Un concept relativement moderne

 

Bien qu’en germe dans l’esprit d’un certain nombre d’auteurs critiques de la révolution industrielle du XIXème siècle – Murray Bookchin, Pierre Kropotkine, Léon Tolstoï, entre autres -, le concept de décroissance ne s’enracine dans l’espace intellectuel qu’au tournant des années 1970. En effet, c’est en 1970 qu’est publié le rapport Meadows du club de Rome. Celui-ci affirme que l’humanité serait sur une trajectoire d’utilisation des ressources naturelles totalement insoutenable, et bénéficie d’une forte exposition médiatique. Il s’agit d’une première étape dans la constitution de l’écologie politique moderne. Il faut dire néanmoins que certains auteurs s’étaient déjà penchés sur le sujet et jouent aujourd’hui les parents idéologiques du mouvement décroissant. C’est ainsi que le philosophe Jacques Ellul, par sa critique du règne de la technique a inspiré les décroissants. Ou, dans un domaine plus politique, André Gorz, qui a théorisé l’écosocialisme. On pourrait ajouter à ces deux références importantes Cornelius Castoriadis, qui a fortement influencé les décroissants en ce qui concerne le localisme et leur vision de la démocratie.

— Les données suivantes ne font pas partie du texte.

//! library discovery, fingerprinting and coordinate map upkeep

use crate::{
    analysis::FeatureExtractor, hash_path, parse_header, Coordinate, CoordinateMap,
    CoordinateRecord, Error, FileHandler, Library, SampleIdentity, BUFFER_LEN, MAP_PATH,
    MAX_SAMPLES, WAV_EXTENSIONS,
};
use alloc::{boxed::Box, string::String, vec::Vec};

#[derive(Clone, Debug, PartialEq, Eq)]
pub struct ScanConfig {
    /// directory searched for samples
    pub root: String,
    /// where the coordinate map lives
    pub map_path: String,
    pub recursive: bool,
    /// ignore any stored map and analyze everything
    pub force_rescan: bool,
}

impl Default for ScanConfig {
    fn default() -> Self {
        Self {
            root: "/".into(),
            map_path: MAP_PATH.into(),
            recursive: true,
            force_rescan: false,
        }
    }
}

#[derive(Clone, Copy, Debug, Default, PartialEq, Eq)]
pub struct ScanReport {
    /// distinct sample files found
    pub found: usize,
    /// files dropped for sharing a path hash with another
    pub collisions: usize,
    /// files run through feature extraction
    pub analyzed: usize,
    /// files left out of the library: failed analysis (now or in the stored
    /// map) or failed to open
    pub rejected: usize,
    /// whether the stored map was trusted as-is
    pub map_reused: bool,
}

/// Find every sample under `config.root`, place it in the cloud and open it.
///
/// The stored map is reused when its records match the files found one to one;
/// otherwise every file is analyzed and the map rewritten. Unreadable files are
/// logged and left out.
#[tracing::instrument(skip_all, fields(root = %config.root))]
pub fn scan<F: FileHandler>(
    config: &ScanConfig,
    fs: &mut F,
) -> Result<(Library, ScanReport), Error<F::Error>> {
    let mut report = ScanReport::default();

    let mut files: Vec<(u64, String)> = Vec::new();
    fs.for_each_file(&config.root, WAV_EXTENSIONS, config.recursive, &mut |path: &str| {
        if files.len() >= MAX_SAMPLES {
            return false;
        }
        files.push((hash_path(path), path.into()));
        true
    })
    .map_err(Error::Io)?;
    if files.len() >= MAX_SAMPLES {
        tracing::warn!("library full, ignoring files past {MAX_SAMPLES}");
    }
    files.sort_unstable_by(|a, b| a.0.cmp(&b.0).then_with(|| a.1.cmp(&b.1)));
    let before = files.len();
    files.dedup_by(|later, kept| {
        let collides = later.0 == kept.0;
        if collides {
            tracing::warn!(kept = %kept.1, dropped = %later.1, "path hash collision");
        }
        collides
    });
    report.collisions = before - files.len();
    report.found = files.len();
    tracing::info!("found {} samples", files.len());

    let map = match stored_map(config, &files, fs) {
        Some(map) => {
            report.map_reused = true;
            map
        }
        None => {
            let map = analyze_all(&files, fs, &mut report);
            if let Err(e) = map.save(&config.map_path, fs) {
                tracing::warn!(path = %config.map_path, "failed to write coordinate map: {e:?}");
            }
            map
        }
    };

    let mut library = Library::new();
    for record in &map.records {
        let Ok(i) = files.binary_search_by_key(&record.hash, |file| file.0) else {
            tracing::warn!(hash = record.hash, "no file for map record");
            continue;
        };
        let path = &files[i].1;
        if record.is_rejected() {
            // counted by `analyze_all` on a fresh scan
            if report.map_reused {
                tracing::debug!(%path, "skipping sample rejected by an earlier scan");
                report.rejected += 1;
            }
            continue;
        }
        let identity = match SampleIdentity::open(path, fs) {
            Ok(identity) => identity,
            Err(e) => {
                tracing::warn!(%path, "skipping sample: {e}");
                report.rejected += 1;
                continue;
            }
        };
        if library.push(identity, record.coordinate()).is_err() {
            break;
        }
    }

    tracing::info!(
        samples = library.len(),
        analyzed = report.analyzed,
        rejected = report.rejected,
        reused = report.map_reused,
        "scan complete"
    );
    Ok((library, report))
}

/// the stored map, if it still describes exactly `files`
fn stored_map<F: FileHandler>(
    config: &ScanConfig,
    files: &[(u64, String)],
    fs: &mut F,
) -> Option<CoordinateMap> {
    if config.force_rescan {
        tracing::info!("rescan forced");
        return None;
    }
    let mut map = match CoordinateMap::load(&config.map_path, fs) {
        Ok(map) => map,
        Err(e) => {
            tracing::warn!(path = %config.map_path, "rebuilding coordinate map: {e}");
            return None;
        }
    };
    map.records.sort_unstable_by_key(|record| record.hash);
    let same = map
        .records
        .iter()
        .map(|record| record.hash)
        .eq(files.iter().map(|file| file.0));
    if !same {
        tracing::info!(
            stored = map.len(),
            found = files.len(),
            "library changed, rebuilding coordinate map"
        );
        return None;
    }
    tracing::info!("reusing {} stored coordinates", map.len());
    Some(map)
}

fn analyze_all<F: FileHandler>(
    files: &[(u64, String)],
    fs: &mut F,
    report: &mut ScanReport,
) -> CoordinateMap {
    let mut extractor = Box::new(FeatureExtractor::new());
    let mut records = Vec::with_capacity(files.len());
    for (i, (hash, path)) in files.iter().enumerate() {
        tracing::info!("analyzing {}/{}: {path}", i + 1, files.len());
        match analyze_file(path, fs, &mut extractor) {
            Ok(coordinate) => {
                tracing::debug!(%path, x = coordinate.x, y = coordinate.y, "analyzed");
                report.analyzed += 1;
                records.push(CoordinateRecord::new(*hash, coordinate));
            }
            Err(Error::Format(e)) => {
                tracing::warn!(%path, "skipping sample: {e}");
                report.rejected += 1;
                // permanent for this file; remembered so the map stays valid
                records.push(CoordinateRecord::rejected(*hash));
            }
            Err(e) => {
                // may be transient, so it is not remembered and the next scan retries
                tracing::warn!(%path, "skipping sample: {e}");
                report.rejected += 1;
            }
        }
    }
    normalize(&mut records);
    CoordinateMap::new(records)
}

/// stream the pcm of `path` through `extractor`
pub(crate) fn analyze_file<F: FileHandler>(
    path: &str,
    fs: &mut F,
    extractor: &mut FeatureExtractor,
) -> Result<Coordinate, Error<F::Error>> {
    let mut file = fs.open(path).map_err(Error::Io)?;
    let result = feed(&mut file, fs, extractor);
    fs.close(&file).map_err(Error::Io)?;
    result
}

fn feed<F: FileHandler>(
    file: &mut F::File,
    fs: &mut F,
    extractor: &mut FeatureExtractor,
) -> Result<Coordinate, Error<F::Error>> {
    let header = parse_header(fs, file)?;
    extractor.reset();
    let mut buffer = [0i16; BUFFER_LEN];
    let mut remaining = header.num_samples as usize;
    while remaining > 0 {
        let want = remaining.min(BUFFER_LEN);
        let bytes = fs
            .read_full(file, bytemuck::cast_slice_mut(&mut buffer[..want]))
            .map_err(Error::Io)?;
        let len = bytes / 2;
        for sample in &mut buffer[..len] {
            *sample = i16::from_le(*sample);
        }
        extractor.push_pcm(&buffer[..len]);
        if len < want {
            // data chunk claims more than the file holds
            break;
        }
        remaining -= len;
    }
    Ok(extractor.finish())
}

/// Stretch each axis onto `[0, 1]`; an axis with no spread collapses to 0.5.
/// Rejected records are left as they are.
fn normalize(records: &mut [CoordinateRecord]) {
    fn axis(records: &mut [CoordinateRecord], get: fn(&mut CoordinateRecord) -> &mut f32) {
        let (min, max) = records
            .iter_mut()
            .filter(|record| !record.is_rejected())
            .fold((f32::INFINITY, f32::NEG_INFINITY), |(min, max), record| {
                let v = *get(record);
                (min.min(v), max.max(v))
            });
        let range = max - min;
        for record in records.iter_mut().filter(|record| !record.is_rejected()) {
            let v = get(record);
            *v = if range > 0. && range.is_finite() {
                (*v - min) / range
            } else {
                0.5
            };
        }
    }
    axis(records, |record| &mut record.x);
    axis(records, |record| &mut record.y);
}
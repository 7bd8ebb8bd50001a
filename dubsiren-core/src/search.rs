//! nearest-sample lookup over the 2d cloud

use crate::{Coordinate, Error};
use alloc::vec::Vec;
use core::fmt::Debug;

/// Static 2-d tree, laid out implicitly: every subslice's median is its root,
/// split on x at even depths and y at odd ones.
#[derive(Clone, Debug, Default)]
pub struct SampleSearch {
    points: Vec<(Coordinate, usize)>,
}

fn axis(c: &Coordinate, depth: usize) -> f32 {
    if depth % 2 == 0 {
        c.x
    } else {
        c.y
    }
}

impl SampleSearch {
    /// index every `(coordinate, sample index)` pair
    pub fn new(points: impl IntoIterator<Item = (Coordinate, usize)>) -> Self {
        let mut points: Vec<_> = points.into_iter().collect();
        Self::build(&mut points, 0);
        Self { points }
    }

    /// index `coordinates` by position
    pub fn from_coordinates(coordinates: &[Coordinate]) -> Self {
        Self::new(coordinates.iter().copied().zip(0..))
    }

    fn build(points: &mut [(Coordinate, usize)], depth: usize) {
        if points.len() <= 1 {
            return;
        }
        let mid = points.len() / 2;
        points.select_nth_unstable_by(mid, |a, b| {
            axis(&a.0, depth).total_cmp(&axis(&b.0, depth))
        });
        let (left, right) = points.split_at_mut(mid);
        Self::build(left, depth + 1);
        Self::build(&mut right[1..], depth + 1);
    }

    pub fn len(&self) -> usize {
        self.points.len()
    }

    pub fn is_empty(&self) -> bool {
        self.points.is_empty()
    }

    /// closest sample index and its squared distance
    pub fn nearest(&self, x: f32, y: f32) -> Option<(usize, f32)> {
        let query = Coordinate::new(x, y);
        let mut best = None;
        Self::descend(&self.points, 0, &query, &mut best);
        best
    }

    fn descend(
        points: &[(Coordinate, usize)],
        depth: usize,
        query: &Coordinate,
        best: &mut Option<(usize, f32)>,
    ) {
        if points.is_empty() {
            return;
        }
        let mid = points.len() / 2;
        let (point, index) = points[mid];
        let d2 = point.distance2(query);
        if best.is_none_or(|(_, b)| d2 < b) {
            *best = Some((index, d2));
        }

        let diff = axis(query, depth) - axis(&point, depth);
        let (near, far) = if diff < 0. {
            (&points[..mid], &points[mid + 1..])
        } else {
            (&points[mid + 1..], &points[..mid])
        };
        Self::descend(near, depth + 1, query, best);
        if best.is_none_or(|(_, b)| diff * diff < b) {
            Self::descend(far, depth + 1, query, best);
        }
    }

    /// closest sample index to `(x, y)`
    pub fn lookup<E: Debug>(&self, x: f32, y: f32) -> Result<usize, Error<E>> {
        self.nearest(x, y)
            .map(|(index, _)| index)
            .ok_or(Error::IndexUnavailable)
    }
}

L’actuel fer de lance de la décroissance est l’économiste Serge Latouche dont les longues vidéos sur le sujet sont disponibles sur Youtube pour quiconque veut en savoir plus. Si l’on devait trouver une formule pout résumer le point de départ de la décroissance on tomberait aisément d’accord sur la suivante « La croissance ne peut être infinie dans un monde fini ». Et, précisément, nous serions arrivés à ce stade du développement quantitatif de la production et de la consommation qui met en danger notre monde fini. Il faudrait, en conséquence, rompre avec notre société consumériste pour aller vers une « société de décroissance ».

Une nouvelle utopie ?

 

Contrairement aux idées reçues, le passage à une société de décroissance n’entrainerait pas nécessairement un recul du PIB – une récession – mais exigerait que nous acceptions la réduction purement quantitative de la production et de la consommation tout en préservant la dimension qualitative de nos modes de vie, afin de nous libérer des nuisances du productivisme : pollution, dégradation de l’alimentation, etc. Et c’est là ou cela devient plus compliqué, car il faut alors s’accorder sur les « besoins essentiels » et il n’est pas aisé de les définir dans nos sociétés hyperconnectées. Du point de vue des théoriciens de la décroissance, cela appelle une forme de révolution éthico-politique où les individus accepteraient une forme d’ascétisme écologique. Mais est-ce possible de demander à des pays qui s’industrialisent de faire leur révolution éthique alors que les pays du Nord usent largement des ressources naturelles depuis plusieurs générations ?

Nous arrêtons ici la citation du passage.